Within a single industry, the type of operations performed may dictate different applicable laws. The aerospace and defense industry provides a good example. An aerospace coating or painting business will definitely need to comply with environmental regulations and provide documentation of compliance. Additionally, it is quite likely that the painting business will also need to conform to the International Traffic in Arms Regulations (ITAR) as many aerospace components have dual use in commercial and military applications. A machining company that is a customer of the painting business would also need to comply with environmental and ITAR regulations, but would also be required to obey export control laws if components were being shipped internationally. In contrast, a distributor of aerospace fasteners may need to comply with export control laws but may not need to adhere to ITAR requirements. Even when armed with years of history and knowledge of the aerospace and defense industry, owners should consult with a knowledgeable attorney to assure compliance and updated documentation to address the current statutes.

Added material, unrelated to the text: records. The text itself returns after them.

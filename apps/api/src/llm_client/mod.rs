/// LLM Client: the single point of entry for all completion-service calls.
///
/// No other module talks to the completion service over HTTP directly. Handlers and
/// pipelines depend on the `CompletionService` trait so tests can swap in a fake.
///
/// The service speaks the OpenAI-compatible `chat/completions` protocol, both as a
/// single JSON response and as a `text/event-stream` of deltas.
use std::time::Duration;

use async_trait::async_trait;
use futures::{stream, StreamExt};
use reqwest::Client;
use serde::{Deserialize, Serialize};
use thiserror::Error;
use tokio::sync::mpsc;
use tracing::{debug, warn};

use crate::config::Config;

pub mod sse;
pub mod streaming;

pub use self::streaming::{relay_fragments, StreamEvent};

const MAX_RETRIES: u32 = 3;
const RETRY_BASE_DELAY: Duration = Duration::from_secs(1);
const CONNECT_TIMEOUT: Duration = Duration::from_secs(10);

#[derive(Debug, Error)]
pub enum LlmError {
    #[error("HTTP error: {0}")]
    Http(#[from] reqwest::Error),

    #[error("API error (status {status}): {message}")]
    Api { status: u16, message: String },

    #[error("JSON parse error: {0}")]
    Parse(#[from] serde_json::Error),

    #[error("Rate limited after {retries} retries")]
    RateLimited { retries: u32 },

    #[error("LLM returned empty content")]
    EmptyContent,

    #[error("Stream interrupted: {0}")]
    Stream(String),

    #[error("Stream receiver closed before the completion finished")]
    ChannelClosed,
}

#[derive(Debug, Clone, Copy, PartialEq, Eq, Serialize, Deserialize)]
#[serde(rename_all = "lowercase")]
pub enum Role {
    System,
    User,
    Assistant,
}

/// One entry in the ordered message list sent to the completion service.
#[derive(Debug, Clone, PartialEq, Eq, Serialize, Deserialize)]
pub struct ChatMessage {
    pub role: Role,
    pub content: String,
}

impl ChatMessage {
    pub fn system(content: impl Into<String>) -> Self {
        Self {
            role: Role::System,
            content: content.into(),
        }
    }

    pub fn user(content: impl Into<String>) -> Self {
        Self {
            role: Role::User,
            content: content.into(),
        }
    }

    pub fn assistant(content: impl Into<String>) -> Self {
        Self {
            role: Role::Assistant,
            content: content.into(),
        }
    }
}

/// A single completion call. Built fresh per call and serialized as the request body.
#[derive(Debug, Clone, Serialize)]
pub struct CompletionRequest {
    pub model: String,
    pub messages: Vec<ChatMessage>,
    pub temperature: f32,
    pub max_tokens: u32,
    pub stream: bool,
}

impl CompletionRequest {
    pub fn new(
        model: impl Into<String>,
        messages: Vec<ChatMessage>,
        temperature: f32,
        max_tokens: u32,
    ) -> Self {
        Self {
            model: model.into(),
            messages,
            temperature,
            max_tokens,
            stream: false,
        }
    }
}

/// The completion gateway seam. `LlmClient` is the production implementation.
#[async_trait]
pub trait CompletionService: Send + Sync {
    /// Single-shot: returns the full response text, or `EmptyContent` if there is none.
    async fn complete(&self, request: CompletionRequest) -> Result<String, LlmError>;

    /// Streaming: forwards each non-empty fragment on `tx`, then one `StreamEvent::Done`
    /// carrying the full text. On a mid-stream failure a `StreamEvent::Failed` is sent
    /// instead of `Done` and the error is returned.
    async fn complete_streaming(
        &self,
        request: CompletionRequest,
        tx: mpsc::Sender<StreamEvent>,
    ) -> Result<String, LlmError>;
}

#[derive(Debug, Deserialize)]
struct ChatCompletionResponse {
    #[serde(default)]
    choices: Vec<Choice>,
    usage: Option<Usage>,
}

#[derive(Debug, Deserialize)]
struct Choice {
    message: ChoiceMessage,
}

#[derive(Debug, Deserialize)]
struct ChoiceMessage {
    content: Option<String>,
}

#[derive(Debug, Deserialize)]
struct Usage {
    prompt_tokens: u32,
    completion_tokens: u32,
}

#[derive(Debug, Deserialize)]
struct StreamChunkBody {
    #[serde(default)]
    choices: Vec<StreamChoice>,
    error: Option<ApiErrorBody>,
}

#[derive(Debug, Deserialize)]
struct StreamChoice {
    #[serde(default)]
    delta: Delta,
}

#[derive(Debug, Default, Deserialize)]
struct Delta {
    content: Option<String>,
}

#[derive(Debug, Deserialize)]
struct ApiErrorEnvelope {
    error: ApiErrorBody,
}

#[derive(Debug, Deserialize)]
struct ApiErrorBody {
    message: String,
}

impl ChatCompletionResponse {
    /// Text of the first choice, if it carries any non-blank content.
    fn into_text(self) -> Option<String> {
        self.choices
            .into_iter()
            .next()
            .and_then(|c| c.message.content)
            .filter(|text| !text.trim().is_empty())
    }
}

/// HTTP client for the completion service.
/// Credentials come from `Config`; the inner `reqwest::Client` pools connections.
///
/// Only single-shot calls carry the overall request timeout. A stream may run as long
/// as the upstream keeps producing.
#[derive(Clone)]
pub struct LlmClient {
    client: Client,
    api_key: String,
    base_url: String,
    request_timeout: Duration,
    retry_base_delay: Duration,
}

impl LlmClient {
    pub fn new(config: &Config) -> Result<Self, LlmError> {
        let client = Client::builder().connect_timeout(CONNECT_TIMEOUT).build()?;

        Ok(Self {
            client,
            api_key: config.completion_api_key.clone(),
            base_url: config.completion_base_url.trim_end_matches('/').to_string(),
            request_timeout: Duration::from_secs(config.request_timeout_secs),
            retry_base_delay: RETRY_BASE_DELAY,
        })
    }

    #[cfg(test)]
    fn with_retry_delay(mut self, delay: Duration) -> Self {
        self.retry_base_delay = delay;
        self
    }

    fn chat_url(&self) -> String {
        format!("{}/chat/completions", self.base_url)
    }

    fn post(&self, body: &CompletionRequest) -> reqwest::RequestBuilder {
        self.client
            .post(self.chat_url())
            .bearer_auth(&self.api_key)
            .header("content-type", "application/json")
            .json(body)
    }
}

#[async_trait]
impl CompletionService for LlmClient {
    /// Retries on 429 (rate limit), 5xx and transport errors with exponential backoff.
    async fn complete(&self, request: CompletionRequest) -> Result<String, LlmError> {
        let request = CompletionRequest {
            stream: false,
            ..request
        };

        let mut last_error: Option<LlmError> = None;

        for attempt in 0..MAX_RETRIES {
            if attempt > 0 {
                // Exponential backoff: 1s, 2s
                let delay = self.retry_base_delay * (1 << (attempt - 1));
                warn!(
                    "Completion attempt {} failed, retrying after {}ms...",
                    attempt,
                    delay.as_millis()
                );
                tokio::time::sleep(delay).await;
            }

            let sent = self
                .post(&request)
                .timeout(self.request_timeout)
                .send()
                .await;
            let response = match sent {
                Ok(r) => r,
                Err(e) => {
                    last_error = Some(LlmError::Http(e));
                    continue;
                }
            };

            let status = response.status();

            if status.as_u16() == 429 {
                warn!("Completion API rate limited the request (attempt {})", attempt + 1);
                last_error = Some(LlmError::RateLimited { retries: attempt });
                continue;
            }

            if status.is_server_error() {
                let body = response.text().await.unwrap_or_default();
                warn!("Completion API returned {}: {}", status, body);
                last_error = Some(LlmError::Api {
                    status: status.as_u16(),
                    message: api_error_message(body),
                });
                continue;
            }

            if !status.is_success() {
                let body = response.text().await.unwrap_or_default();
                return Err(LlmError::Api {
                    status: status.as_u16(),
                    message: api_error_message(body),
                });
            }

            let parsed: ChatCompletionResponse = response.json().await?;

            if let Some(usage) = &parsed.usage {
                debug!(
                    "Completion succeeded: model={}, prompt_tokens={}, completion_tokens={}",
                    request.model, usage.prompt_tokens, usage.completion_tokens
                );
            }

            return parsed.into_text().ok_or(LlmError::EmptyContent);
        }

        Err(last_error.unwrap_or(LlmError::RateLimited {
            retries: MAX_RETRIES,
        }))
    }

    async fn complete_streaming(
        &self,
        request: CompletionRequest,
        tx: mpsc::Sender<StreamEvent>,
    ) -> Result<String, LlmError> {
        let request = CompletionRequest {
            stream: true,
            ..request
        };
        debug!("Opening completion stream: model={}", request.model);

        let response = match self.post(&request).send().await {
            Ok(r) => r,
            Err(e) => return Err(fail_stream(&tx, LlmError::Http(e)).await),
        };

        let status = response.status();
        if !status.is_success() {
            let body = response.text().await.unwrap_or_default();
            let err = LlmError::Api {
                status: status.as_u16(),
                message: api_error_message(body),
            };
            return Err(fail_stream(&tx, err).await);
        }

        let mut decoder = sse::SseDecoder::default();
        let fragments = response
            .bytes_stream()
            .map(move |chunk| -> Vec<Result<String, LlmError>> {
                match chunk {
                    Ok(bytes) => decoder
                        .push(&bytes)
                        .into_iter()
                        .filter_map(|data| parse_stream_payload(&data).transpose())
                        .collect(),
                    Err(e) => vec![Err(LlmError::Http(e))],
                }
            })
            .flat_map(stream::iter);

        relay_fragments(fragments, &tx).await
    }
}

/// Reports a failure that happened before any fragment was produced.
async fn fail_stream(tx: &mpsc::Sender<StreamEvent>, err: LlmError) -> LlmError {
    let _ = tx.send(StreamEvent::Failed(err.to_string())).await;
    err
}

/// Interprets one SSE `data:` payload from a chat completion stream.
/// Returns `Ok(None)` for the `[DONE]` sentinel and for chunks without text.
fn parse_stream_payload(data: &str) -> Result<Option<String>, LlmError> {
    let data = data.trim();
    if data == "[DONE]" {
        return Ok(None);
    }

    let chunk: StreamChunkBody = serde_json::from_str(data)?;
    if let Some(err) = chunk.error {
        return Err(LlmError::Stream(err.message));
    }

    Ok(chunk
        .choices
        .into_iter()
        .next()
        .and_then(|c| c.delta.content))
}

/// Extracts `error.message` from an upstream error body, falling back to the raw body.
fn api_error_message(body: String) -> String {
    serde_json::from_str::<ApiErrorEnvelope>(&body)
        .map(|e| e.error.message)
        .unwrap_or(body)
}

Approvals and Notifications
Federal, state and local governments place regulations on the business activity of all companies. An interested buyer will bring in legal and regulatory experts to create their own checklist and scrutinize the company’s procedures, records of actions, and compliance with each category of regulation. The number of regulatory constraints on businesses has grown considerably over the past several decades and varies depending upon the particular transaction and the related industry. All transactions must meet certain requirements, including those established by federal and state anti-trust laws and agencies (Hart-Scott-Rodino and state attorney general office), labor transitions (WARN Act), benefit reporting and compliance (ERISA), export control, state requirements to do business (business registrations), state taxation (state sales and income taxes), and environmental procedures and permit transfers. Within specific industries, there can be specific regulatory requirements imposed by national and state laws and regulations. Some of the most common industries with specific regulations are defense, insurance, fisheries, telecom, finance, and utilities. Below is a sample of the regulatory areas in which approval might be required.
The seller of a business greatly benefits from being able to: describe the complete regulatory framework surrounding the business; demonstrate historical and current compliance and timely reporting; and exhibit awareness of how or if this regulatory framework might change. In the case where permit transfers or formal approvals are required, the seller’s transaction team needs to develop a plan for timing of disclosure and tactical process for gaining joint cooperation to achieve the transfer within realistic expectations for third party approval processes.
Given the matrix of legal compliance possibilities, buyers universally seek satisfaction in an expert opinion confirming the totality of regulatory compliance. Therefore, thorough inspection of a seller’s compliance systems and verification that all necessary regulations are addressed is required.
As part of good business practices, we highly recommend not waiting for a potential transaction to initiate this effort. Delinquencies or omissions can take time to address and it is not in the seller’s best interest to have it interfere with a contemplated or opportunistic sale transaction process.
Bringing the company’s records and compliance up to date, demonstrating knowledge of the ongoing requirements, and articulating a plan of execution for notifications and transfers takes away the unknowns, reduces risk for the buyer, and reduces the time required to reach a successful conclusion.